While the home breeds and feeds subordinate desires, the city is the scene in which desires are momentarily shared from a distance. Our affective states, whether of despair or desire, are like viruses that spread. Viruses are leaking into the public. Like a virus shared and distributed through gazes, distances, proximities, movements, and expectations. The pandemic home, on the contrary, has become a multi-functional space, a workplace, a fighting ground, a breeding place for our desires, hopes, meditations, and fears. The home has, in many ways, replaced the public space with its multiple functions. It has also become the place for interface dialogues. Strange conversations often dominated by glitches and repetitively failed exchanges that keep returning as refrains of our devastation—“Can anybody hear me? Can you see me?” People try to pay attention, to be present, but the interface inserts time lapses, further distances, awkwardness, and disembodiment. We cannot overcome despair through such interfaces constructed from capitalist technologies. The refrains of social distance—“Can you hear me? Can you see me? Is anybody able to face my despair?”—do not only stick to the cruel fact of the inhuman technologies at hand but are also situations in which our despair leaks into more “junk-spaces”9—Zoom, Skype, Google Hangout, Teams, Messenger—that we cling to and nourish while simultaneously detesting them as they lack sensibility and touch. The intriguing promise of the interface is one of immediacy and closeness. However, what we get in return are uncanny unfoldings, and what we face is the distorted and haunting image of technoscientific ruination.

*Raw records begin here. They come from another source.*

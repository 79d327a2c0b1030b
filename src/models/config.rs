use serde::{Deserialize, Serialize};
use std::str::FromStr;

use crate::models::error::WaveMarkError;

/// Embedding scheme selector
#[derive(Debug, Clone, Copy, PartialEq, Eq, Serialize, Deserialize)]
#[serde(rename_all = "camelCase")]
pub enum Algorithm {
    /// Frequency domain: Haar wavelet pyramid with multiplicative subband embedding
    Dwt,
    /// Spatial domain: least-significant-bit plane
    Lsb,
}

impl FromStr for Algorithm {
    type Err = WaveMarkError;

    fn from_str(s: &str) -> Result<Self, Self::Err> {
        match s.to_ascii_lowercase().as_str() {
            "dwt" => Ok(Algorithm::Dwt),
            "lsb" => Ok(Algorithm::Lsb),
            other => Err(WaveMarkError::InvalidConfig(format!(
                "Unknown algorithm '{}' (expected 'dwt' or 'lsb')",
                other
            ))),
        }
    }
}

/// Per-subband embedding weights at the coarsest pyramid level.
///
/// A weight of zero leaves the band untouched during embedding and excludes
/// it from the extraction average. The effective strength of a band is
/// `alpha * weight`.
#[derive(Debug, Clone, Copy, Serialize, Deserialize)]
#[serde(rename_all = "camelCase", default)]
pub struct SubbandWeights {
    /// Coarsest approximation (LL)
    pub approx: f64,
    /// Horizontal detail (LH)
    pub horizontal: f64,
    /// Vertical detail (HL)
    pub vertical: f64,
    /// Diagonal detail (HH)
    pub diagonal: f64,
}

impl Default for SubbandWeights {
    fn default() -> Self {
        Self {
            approx: 1.0,
            horizontal: 0.5,
            vertical: 0.5,
            diagonal: 0.0,
        }
    }
}

impl SubbandWeights {
    /// Number of bands that participate in embedding/extraction
    pub fn active_bands(&self) -> usize {
        [self.approx, self.horizontal, self.vertical, self.diagonal]
            .iter()
            .filter(|w| **w != 0.0)
            .count()
    }
}

/// DWT embedding / extraction parameters
#[derive(Debug, Clone, Serialize, Deserialize)]
#[serde(rename_all = "camelCase", default)]
pub struct DwtParams {
    /// Global embedding strength factor
    pub alpha: f64,
    /// Pyramid decomposition depth
    pub levels: usize,
    /// Per-subband weight factors
    pub weights: SubbandWeights,
    /// Binarization offset: threshold = mean + binarize_k * std
    pub binarize_k: f64,
    /// Run a 3x3 smoothing pass over the watermarked image
    pub smooth_output: bool,
}

impl Default for DwtParams {
    fn default() -> Self {
        Self {
            alpha: 0.01,
            levels: 3,
            weights: SubbandWeights::default(),
            binarize_k: 0.2,
            smooth_output: false,
        }
    }
}

impl DwtParams {
    pub fn new(alpha: f64, levels: usize) -> Self {
        Self {
            alpha,
            levels,
            ..Self::default()
        }
    }

    /// Check parameters before running a pipeline.
    ///
    /// Extraction divides by `alpha * weight`, so alpha must be positive and
    /// at least one band weight nonzero.
    pub fn validate(&self) -> Result<(), WaveMarkError> {
        if !self.alpha.is_finite() || self.alpha <= 0.0 {
            return Err(WaveMarkError::InvalidConfig(format!(
                "alpha must be positive and finite, got {}",
                self.alpha
            )));
        }
        if self.levels == 0 {
            return Err(WaveMarkError::InvalidConfig(
                "levels must be at least 1".to_string(),
            ));
        }
        let w = &self.weights;
        for (name, value) in [
            ("approx", w.approx),
            ("horizontal", w.horizontal),
            ("vertical", w.vertical),
            ("diagonal", w.diagonal),
        ] {
            if !value.is_finite() {
                return Err(WaveMarkError::InvalidConfig(format!(
                    "weight '{}' must be finite, got {}",
                    name, value
                )));
            }
        }
        if w.active_bands() == 0 {
            return Err(WaveMarkError::InvalidConfig(
                "at least one subband weight must be nonzero".to_string(),
            ));
        }
        if !self.binarize_k.is_finite() {
            return Err(WaveMarkError::InvalidConfig(format!(
                "binarizeK must be finite, got {}",
                self.binarize_k
            )));
        }
        Ok(())
    }
}

/// Correlation detector parameters
#[derive(Debug, Clone, Copy, Serialize, Deserialize)]
#[serde(rename_all = "camelCase", default)]
pub struct DetectorParams {
    /// Presence threshold on the Pearson score (strictly greater passes)
    pub threshold: f64,
}

impl Default for DetectorParams {
    fn default() -> Self {
        Self { threshold: 0.7 }
    }
}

Let us return to the city. Halberstam and Nyong’o write, “We live in wild times; we bear witness to wild and ruinous places”10 Is it so that the city has become a ruin, not because of social distancing, but because we still expect it to be the shared space for our dreams? Do we dare to think the city and urban communities away from the current ruinous state and into other ways of being together? Furthermore, how do we inhabit this uncertainty together? While we long to be able to travel, meet people, attend events, it could be possible to inhabit the urban ruin as an opportunity to break the bonds of capitalist notions of desire. Perhaps as Rebecca Solnit proposes, it has the capacity to experience desire as a sensation worthy in and of itself, without releasing it through the conquering of the object desired: “We treat desire as a problem to be solved, address what desire is for and focus on that something and how to acquire it rather than on the nature and the sensation of desire.”11 Could the city become a place for desiring otherwise?
Hope and Desire
Subaltern algorithms in my body – shining, shining brighter.
Subaltern algorithms on my screen – they want you to buy and fuck.
Showered in the blue light of an empty chat-room
Bent out of shape from society pliers and love songs.
Forced ejaculation by the smiley on your screen.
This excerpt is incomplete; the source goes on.